KTEX is at 9,069 feet msl on a 1,000-foot mesa, surrounded by rising, mountainous terrain. The aircraft, N526FC, had arrived earlier that day, landing on Runway 9, and unloaded passengers; the accident flight was a positioning return to Miami Executive Airport (KTMB) without passengers, and the right seat pilot was in command. The FAA Chart Supplement for KTEX at the time of the accident recommended Runway 27 for takeoff and Runway 9 for landing.

Performance calculations on 7,111-foot Runway 27, which the crew selected for departure, showed that 6,800 to 6,900 feet would be needed with flaps at 15 degrees. Airplane maintenance records indicated the airplane weighed approximately 24,374 pounds at the time of the accident. “According to the FAA-approved AFM, for a field pressure altitude of 9,000 feet, a takeoff weight of 24,000–25,000 lbs, and an outside air temperature of 20°C, the runway length needed for takeoff would have been 6,448–7,035 ft with 15° flaps. For a field pressure altitude of 9,000 ft, a takeoff weight of 24,000–25,000 lbs, and an outside air temperature of 20°C, the runway length needed for takeoff would have been 7,912–9,308 ft with 0° flaps,” the report noted.

The estimated density altitude at the time of the accident was 11,244 feet msl, approximately 2,175 feet above field elevation. The NTSB noted that the crew attempted to depart with a tailwind component that exceeded the AFM operational limitation.
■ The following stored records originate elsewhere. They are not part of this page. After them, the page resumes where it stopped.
//! Token bucket gating gateway calls.
//!
//! Capacity and refill rate are both the configured sends per second, so a
//! full bucket allows one second's worth of burst and sustained load settles
//! at the configured rate.

use parking_lot::Mutex;
use std::time::Duration;
use tokio::time::Instant;

/// Float slack so refill rounding never strands a whole token.
const EPSILON: f64 = 1e-9;

/// Shortest sleep between refill checks; keeps paused-clock tests advancing.
const MIN_WAIT: Duration = Duration::from_millis(1);

#[derive(Debug)]
struct BucketState {
    tokens: f64,
    last_refill: Instant,
}

/// Async token bucket.
#[derive(Debug)]
pub struct TokenBucket {
    state: Mutex<BucketState>,
    capacity: f64,
    refill_rate: f64,
}

impl TokenBucket {
    /// Bucket whose capacity and refill rate both equal `per_second`.
    pub fn per_second(per_second: u32) -> Self {
        Self::new(per_second, per_second)
    }

    /// Starts full.
    pub fn new(capacity: u32, refill_per_second: u32) -> Self {
        Self {
            state: Mutex::new(BucketState {
                tokens: f64::from(capacity),
                last_refill: Instant::now(),
            }),
            capacity: f64::from(capacity),
            refill_rate: f64::from(refill_per_second),
        }
    }

    pub fn capacity(&self) -> u32 {
        self.capacity as u32
    }

    /// Take one token if available.
    pub fn try_acquire(&self) -> bool {
        self.try_take().is_ok()
    }

    /// Wait until a token is available, then take it.
    ///
    /// Cancel safe: a dropped future has not consumed a token.
    pub async fn acquire(&self) {
        loop {
            match self.try_take() {
                Ok(()) => return,
                Err(wait) => tokio::time::sleep(wait.max(MIN_WAIT)).await,
            }
        }
    }

    /// Whole tokens currently available.
    pub fn available(&self) -> u64 {
        let mut state = self.state.lock();
        self.refill(&mut state);
        (state.tokens + EPSILON) as u64
    }

    fn try_take(&self) -> Result<(), Duration> {
        let mut state = self.state.lock();
        self.refill(&mut state);

        if state.tokens + EPSILON >= 1.0 {
            state.tokens = (state.tokens - 1.0).max(0.0);
            Ok(())
        } else if self.refill_rate <= 0.0 {
            Err(Duration::from_secs(1))
        } else {
            Err(Duration::from_secs_f64((1.0 - state.tokens) / self.refill_rate))
        }
    }

    fn refill(&self, state: &mut BucketState) {
        let now = Instant::now();
        let elapsed = now.duration_since(state.last_refill).as_secs_f64();
        state.tokens = (state.tokens + elapsed * self.refill_rate).min(self.capacity);
        state.last_refill = now;
    }
}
Video footage showed a windsock oriented eastward throughout the takeoff roll and aborted takeoff. Approximately four minutes before the accident, the AWOS reported winds from 120 degrees at 12 knots, gusting to 17 knots.

The NTSB found that “during the startup, taxi, and attempted takeoff from Runway 27, there was no discussion of checklist usage or configuration settings for the airplane.” The AFM required flaps set before takeoff and a “FATS – Checks flaps, airbrakes, trims, and V speeds” at lineup. Corporate Air Charters’ checklist matched both requirements.

Halfway down the runway, the airplane had not reached 75% of its planned takeoff speed, and the pilot flying elected to abort. The crew applied the brakes, air brakes, and thrust reversers, but the airplane, according to the pilot, “wasn’t slowing down.” It veered right, crossed the airport’s engineered material arresting system (EMAS), and came to rest approximately 150 feet from the runway threshold, partly in a field.

The pilots attempted to shut down both engines by closing the high-pressure and low-pressure fuel flow controls; “however, the engines continued to operate.” Airport personnel disconnected the airplane’s batteries in a second attempt to stop the engines after the crew exited the aircraft, also without success. “The engines finally stopped after the pilot manually adjusted the fuel control unit” under telephone guidance from a mechanic, via the power lever angle. There was no fire or explosion.

The NTSB noted that the AFM contains no guidance for engine shutdown in a scenario where the standard shutdown procedures and emergency evacuation procedures fail, and that no such guidance is required by the FAA. Post-accident download of the two Honeywell N1 digital electronic engine control units confirmed both engines had been operating and responding to power lever inputs throughout the takeoff roll and the accident sequence.

After egressing, the pilot noticed the flaps were fully retracted. Post-accident examination confirmed, “the flap handle and the flap mechanical indicator on the pedestal were found in the fully up position (0°).”

The accident echoes a May 2014 Gulfstream IV overrun at Hanscom Field in Bedford, Massachusetts, in which seven people died after the crew departed with the gust lock engaged. The NTSB cited “habitual noncompliance with checklists” as a contributing factor and, as AIN has reported, safety researchers have identified attitude and cognitive automation as primary barriers to checklist compliance.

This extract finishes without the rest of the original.